Browserbase does a lot more on the reliability front though. Remember, most sites don’t like browser automation, or, ‘bots’, so they’re constantly trying to thwart our efforts. Boo! To combat bots, websites will try and ‘fingerprint’ (i.e. record and recognise) your device by tracking attributes such as your: browser version, IP address, website activity, etc. It’s really quite smart.
So, how do we fight back? We won’t dig into everything Browserbase does, but I think it’s worth understanding ‘residential proxies’ as one arrow in our quiver. As noted, one way to spot-a-bot is to track IP addresses. If a given IP address consistently interacts with a site in some predictable manner, at a predictable interval, the site may block its access or throw a CAPTCHA at it.

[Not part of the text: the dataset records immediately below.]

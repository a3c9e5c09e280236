//! `StreamingClient` against a loopback WebSocket server.

#![allow(unused_results)]

use std::future::Future;
use std::sync::Arc;
use std::sync::atomic::{AtomicUsize, Ordering};
use std::time::Duration;

use futures::{SinkExt, StreamExt};
use parking_lot::Mutex;
use tokio::net::{TcpListener, TcpStream};
use tokio::sync::mpsc;
use tokio_tungstenite::tungstenite::Message;
use tokio_tungstenite::tungstenite::protocol::CloseFrame;
use tokio_tungstenite::tungstenite::protocol::frame::coding::CloseCode;
use tokio_tungstenite::tungstenite::handshake::server::{ErrorResponse, Request, Response};
use tokio_tungstenite::{WebSocketStream, accept_async, accept_hdr_async};

use orderwire_core::protocol::MISSING_TOKEN_REASON;
use orderwire_core::{Credential, CredentialStore, RelayError};
use orderwire_stream::{ConnectionState, StreamConfig, StreamingClient};

const TIMEOUT: Duration = Duration::from_secs(5);

const SENTINEL: &str =
    r#"{"user-id":"U1","status-code":"200","order-status":"AB00","error-message":""}"#;

// ─────────────────────────────────────────────────────────────────────────────
// Harness
// ─────────────────────────────────────────────────────────────────────────────

type Peer = WebSocketStream<TcpStream>;

struct TestServer {
    url: String,
    accepted: Arc<AtomicUsize>,
    uris: mpsc::UnboundedReceiver<String>,
}

/// Server running `behaviour(index, socket)` for every accepted connection.
async fn spawn_server<F, Fut>(behaviour: F) -> TestServer
where
    F: Fn(usize, Peer) -> Fut + Send + Sync + 'static,
    Fut: Future<Output = ()> + Send + 'static,
{
    let listener = TcpListener::bind("127.0.0.1:0").await.unwrap();
    let addr = listener.local_addr().unwrap();
    let accepted = Arc::new(AtomicUsize::new(0));
    let count = accepted.clone();
    let (uri_tx, uri_rx) = mpsc::unbounded_channel();
    let behaviour = Arc::new(behaviour);

    tokio::spawn(async move {
        while let Ok((stream, _)) = listener.accept().await {
            let index = count.fetch_add(1, Ordering::SeqCst);
            let uri_tx = uri_tx.clone();
            let behaviour = behaviour.clone();
            tokio::spawn(async move {
                let callback =
                    move |req: &Request, resp: Response| -> Result<Response, ErrorResponse> {
                        let _ = uri_tx.send(req.uri().to_string());
                        Ok(resp)
                    };
                if let Ok(ws) = accept_hdr_async(stream, callback).await {
                    behaviour(index, ws).await;
                }
            });
        }
    });

    TestServer {
        url: format!("ws://{addr}/api/order/websocket"),
        accepted,
        uris: uri_rx,
    }
}

/// Read until the peer goes away.
async fn hold_open(mut ws: Peer) {
    while let Some(Ok(msg)) = ws.next().await {
        if matches!(msg, Message::Close(_)) {
            break;
        }
    }
}

fn fast_config(url: &str) -> StreamConfig {
    StreamConfig {
        ping_interval: Duration::from_secs(30),
        reconnect_delay: Duration::from_millis(50),
        max_reconnect_attempts: 5,
        close_timeout: Duration::from_millis(200),
        ..StreamConfig::new(url)
    }
}

fn logged_in(token: &str) -> CredentialStore {
    CredentialStore::with_credential(Credential::new(token))
}

async fn wait_until(mut condition: impl FnMut() -> bool) {
    tokio::time::timeout(TIMEOUT, async {
        while !condition() {
            tokio::time::sleep(Duration::from_millis(10)).await;
        }
    })
    .await
    .expect("condition not reached in time");
}

type Log<T> = Arc<Mutex<Vec<T>>>;

fn record<T: Clone + Send + 'static>() -> (Log<T>, impl Fn(&T) + Send + Sync + 'static) {
    let log = Arc::new(Mutex::new(Vec::new()));
    let sink = log.clone();
    (log, move |value: &T| sink.lock().push(value.clone()))
}

// ─────────────────────────────────────────────────────────────────────────────
// Tests
// ─────────────────────────────────────────────────────────────────────────────

// ── delivery ──

#[tokio::test]
async fn delivers_updates_in_order_and_consumes_sentinel() {
    let server = spawn_server(|_, mut ws| async move {
        ws.send(Message::text(SENTINEL)).await.unwrap();
        ws.send(Message::text(r#"{"order-status":"AB05","orderData":{"orderid":"1"}}"#))
            .await
            .unwrap();
        ws.send(Message::text("pong")).await.unwrap();
        ws.send(Message::text("not json")).await.unwrap();
        ws.send(Message::text(r#"{"order-status":"AB06"}"#)).await.unwrap();
        hold_open(ws).await;
    })
    .await;

    let client = StreamingClient::new(fast_config(&server.url), logged_in("tok-1"));
    let (first, first_cb) = record::<String>();
    let (second, second_cb) = record::<String>();
    let _a = client.on_status(move |m| first_cb(&m.order_status.clone().unwrap_or_default()));
    let _b = client.on_status(move |m| second_cb(&m.order_status.clone().unwrap_or_default()));

    client.connect();
    wait_until(|| second.lock().len() == 2).await;

    assert_eq!(*first.lock(), vec!["AB05", "AB06"]);
    assert_eq!(*second.lock(), vec!["AB05", "AB06"]);
    assert!(client.is_connected());
}

#[tokio::test]
async fn token_sent_as_encoded_query_parameter() {
    let mut server = spawn_server(|_, ws| hold_open(ws)).await;
    let client = StreamingClient::new(fast_config(&server.url), logged_in("a+b/c"));

    client.connect();
    let uri = tokio::time::timeout(TIMEOUT, server.uris.recv())
        .await
        .unwrap()
        .unwrap();
    assert_eq!(uri, "/api/order/websocket?token=a%2Bb%2Fc");
}

#[tokio::test]
async fn unsubscribed_callback_not_invoked() {
    let (go_tx, go_rx) = mpsc::unbounded_channel::<()>();
    let go_rx = Arc::new(tokio::sync::Mutex::new(go_rx));
    let server = spawn_server(move |_, mut ws| {
        let go_rx = go_rx.clone();
        async move {
            let _ = go_rx.lock().await.recv().await;
            ws.send(Message::text(r#"{"order-status":"AB05"}"#)).await.unwrap();
            hold_open(ws).await;
        }
    })
    .await;

    let client = StreamingClient::new(fast_config(&server.url), logged_in("tok-1"));
    let (kept, kept_cb) = record::<String>();
    let (dropped, dropped_cb) = record::<String>();
    let _kept = client.on_status(move |m| kept_cb(&m.order_status.clone().unwrap_or_default()));
    let gone = client.on_status(move |m| dropped_cb(&m.order_status.clone().unwrap_or_default()));

    client.connect();
    wait_until(|| client.is_connected()).await;
    assert!(gone.unsubscribe());
    go_tx.send(()).unwrap();

    wait_until(|| kept.lock().len() == 1).await;
    assert!(dropped.lock().is_empty());
}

So, logically, one way to fight back is to not use our own IP address, but instead, route our request through another server (or, ‘proxy’) to mask our presence. The ‘top grade’ of proxy servers is a ‘residential proxy’, which is a legitimate device (think a personal computer or router) that belongs to an actual household. Browserbase enables us to tap into a configurable network of these proxies. Pretty sweet.
Alright, let’s dig into Browserbase’s developer platform and then we’ll wrap up. And before you say it.. I know my product screenshots don’t exactly look like Linear’s.. but hey, I guess my writing is ok.
So, what you’re seeing above is where the action is — Browserbase’s ‘Sessions’ tab. Each time we run a browser automation with Browserbase we get a full play-by-play of what happens.
For each ‘session’ (i.e. each time we run our script) we can see: what pages we visit, the page’s corresponding ‘DOM’ (or ‘document object model’), the network requests (e.g. API calls) a given website makes, etc. This is super helpful for understanding exactly what our scraper is doing, as well as for debugging any reliability or performance issues. Finally, browser automation has a modern developer experience!
And that's a wrap! I would encourage you all to visit your own ‘corner of the internet’ and ask yourself, could I turn this into an API? If so, fire away and let me know what you think of Flox, Northflank, and, of course, Browserbase.
Thank you all for reading, I have a tonne of fun writing these.